Scenario 1: A: calls ext3_new_inode(), blocks in e.g. new_inode() knfsd: gets an fhandle with inumber ext3_new_inode() will pick knfsd: calls iget(sb, ino) knfsd: allocates and hashes inode (locked, new), calls ext3_read_inode(), blocks A: allocates inode, fills it, hashes, has it written to cache knfsd: comes back, gets the data left by A, happily fills its struct inode => we have two in-core inodes with the same inode number, both in use (by normal dcache and by anon dentry held by nfsd). Scenario 2: same, except that A fails in xattr allocation (after having inode inserted into hash) and knfsd comes and finds the inode in a normal fashion - via icache. inode is pinned down by nfsd (and has no ACL or selinux label, BTW).

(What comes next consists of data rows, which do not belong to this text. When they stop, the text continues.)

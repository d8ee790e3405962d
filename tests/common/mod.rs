//! Shared test utilities for the integration test suites.
//!
//! Import via `#[path = "../common/mod.rs"] mod common;` from a suite's main.rs.

#![allow(dead_code)]

use std::path::PathBuf;
use std::sync::Arc;

use docmigrate::{
    DocumentReference, InMemoryDocumentStore, MigrationGuard, PersonMigration, MODEL_TO_MIGRATE,
};
use tempfile::TempDir;

pub const PERSON_WITH_BIRTHPLACE: &str =
    r#"{"Person":{"PersonalData":{"PlaceOfBirth":"Berlin","Name":"X"}}}"#;
pub const PERSON_WITHOUT_BIRTHPLACE: &str = r#"{"Person":{"PersonalData":{"Name":"X"}}}"#;
pub const PERSON_EMPTY: &str = r#"{"Person":{}}"#;

// ============================================================================
// TestStore - store with the Person load rule registered
// ============================================================================

pub struct TestStore {
    pub store: Arc<InMemoryDocumentStore>,
    pub migration: PersonMigration<InMemoryDocumentStore>,
    pub guard: MigrationGuard,
}

impl TestStore {
    pub fn new() -> Self {
        Self::with_store(InMemoryDocumentStore::new())
    }

    pub fn with_store(store: InMemoryDocumentStore) -> Self {
        let store = Arc::new(store);
        let guard = MigrationGuard::new();
        let migration = PersonMigration::new(store.clone(), guard.clone()).unwrap();
        store.register_load_listener(migration.listener());
        Self {
            store,
            migration,
            guard,
        }
    }

    pub fn person(&self, content: &str) -> DocumentReference {
        self.store.create(MODEL_TO_MIGRATE, content).unwrap()
    }

    pub fn raw(&self, reference: &DocumentReference) -> String {
        self.store.raw_content(reference).unwrap()
    }
}

// ============================================================================
// TempSnapshot - snapshot file in a temp directory
// ============================================================================

pub struct TempSnapshot {
    pub dir: TempDir,
    pub path: PathBuf,
}

impl TempSnapshot {
    pub fn new() -> Self {
        let dir = tempfile::tempdir().unwrap();
        let path = dir.path().join("documents.json");
        Self { dir, path }
    }
}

Scenario 3: knfsd: does iget(), gets preempted before it can call make_bad_inode() A: allocates inode with the same inumber, hashes it the latter gets evicted (not too hard - just rmdir on non-empty parent), later normal lookup finds half-done one from knfsd and blocks (it's still locked). knfsd: comes back, marks that puppy bad, unhashes and unlocks normal lookup gets a pile of crap instead of inode. Similar fun exists for other exportable filesystems. On top of that, failure exits in ext3_new_inode() are leaking like hell - block quota not freed if we'd allocated xattr block for ACL, etc., but that's ext3-specific (ext2 has smaller-scale analog of that).

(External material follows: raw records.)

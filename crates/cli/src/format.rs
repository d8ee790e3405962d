//! Result → human/json string formatting.
//!
//! Two modes:
//! - **Human** (default): one `key: value` line per field
//! - **JSON** (`--json`): `serde_json::to_string_pretty`

use serde::Serialize;

use docmigrate_migration::{MigrationReport, MigrationStep};

/// Output formatting mode.
#[derive(Debug, Clone, Copy, PartialEq, Eq)]
pub enum OutputMode {
    Human,
    Json,
}

#[derive(Serialize)]
struct InitOutput<'a> {
    step: &'a MigrationStep,
    report: &'a MigrationReport,
    written: bool,
}

/// Format the outcome of `init`.
pub fn format_init(
    step: &MigrationStep,
    report: &MigrationReport,
    written: bool,
    mode: OutputMode,
) -> String {
    match mode {
        OutputMode::Json => to_json(&InitOutput {
            step,
            report,
            written,
        }),
        OutputMode::Human => {
            let mut out = format!(
                "step: {}\nmodel: {}\nscanned: {}\nupdated: {}\nmissing: {}",
                step, report.model, report.scanned, report.updated, report.missing
            );
            if !written {
                out.push_str("\n(dry run, snapshot not written)");
            }
            out
        }
    }
}

/// Format a MIME check result.
pub fn format_mime_check(mime_type: &str, accepted: bool, mode: OutputMode) -> String {
    match mode {
        OutputMode::Json => to_json(&serde_json::json!({
            "mime_type": mime_type,
            "accepted": accepted,
        })),
        OutputMode::Human if accepted => format!("{}: accepted", mime_type),
        OutputMode::Human => format!("{}: rejected", mime_type),
    }
}

/// Format an error.
pub fn format_error(err: &anyhow::Error, mode: OutputMode) -> String {
    match mode {
        OutputMode::Json => serde_json::to_string_pretty(&serde_json::json!({
            "error": format!("{:#}", err)
        }))
        .unwrap_or_else(|_| format!("{{\"error\": \"{}\"}}", err)),
        OutputMode::Human => format!("(error) {:#}", err),
    }
}

fn to_json<T: Serialize>(value: &T) -> String {
    serde_json::to_string_pretty(value).unwrap_or_else(|e| format!("(error) {}", e))
}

Proposed fix from Al Viro: * have callers of find_inode()/find_inode_fast() check if the inode they've got is still in hash after they'd finished wait_on_inode(). If it isn't (i.e. we'd raced with ->read_inode() called by somebody before us unhashing the inode) - act as if we hadn't found it at all. * have iget() check if after ->read_inode() the sucker is unhashed, iput() and return NULL if it is (that, BTW, simplifies life for export_iget()). * have foo_new_inode() on affected filesystems use iget_locked() after they figure out the inode number. That shall give us a (new,locked) in-core inode _and_ guarantee that there won't be aliasing issues. Then we fill it and instead of insert_inode_hash() do unlock_new_inode() in the very end. Or make_bad_inode()/unlock_new_inode()/iput() on failure exit (with explicit cleanup rather than relying of foo_delete_inode(); needed anyway since we need to do cleanups after halfway-failed inode creation).
Upstream patches: d1bc8e95445224276d7896b8b08cbb0b28a0ca80 4120db47198d21d8cd3b2cdbbe1ea6118a50bcd4 4a3b0a490d49ada8bbf3f426be1a0ace4dcd0a55 52fcf7032935b33158e3998ed399cac97447ab8d 473043dcee1874aab99f66b0362b344618eb3790 17f95a7b4416a2c61e35f51b29eaaf1818fb5d7d 1d1fe1ee02b9ac2660995b10e35dd41448fef011 c4386c83bf849c56b1f49951595aeb7c9a719d21 5451f79f5f817880958ed063864ad268d94ccd1f [PATCH] preparation to jfs iget sanitizing eab1df71a0ef6d333b9b826deaa0d0eb4b4f69dc fa300b1914f892196acb385677047bc978466de7 a1d4aebbfa91c55a6b0c629a9ccf6369be0c6e95 261bca86ed4f7f391d1938167624e78da61dcc6b 580be0837a7a59b207c3d5c661d044d8dd0a6a30 72a43d63cb51057393edfbcfc4596066205ad15d 41080b5a240113328c607f22b849f653373db0ce c38012daa7ad902a39a4213ba2b3fe50e81157ea 6b38e842bb832a3dbeb17e382404aef3c40ac5f9 c1eaa26b671299b3ec01d40c6c71ee19a4f81517 1f3403fa640f9f7b135dee79f2d39d01c8ad4a08
This request was evaluated by Red Hat Product Management for inclusion in a Red Hat Enterprise Linux maintenance release. Product Management has requested further review of this request by Red Hat Engineering, for potential inclusion in a Red Hat Enterprise Linux Update release for currently deployed products. This request is not yet committed for inclusion in an Update release.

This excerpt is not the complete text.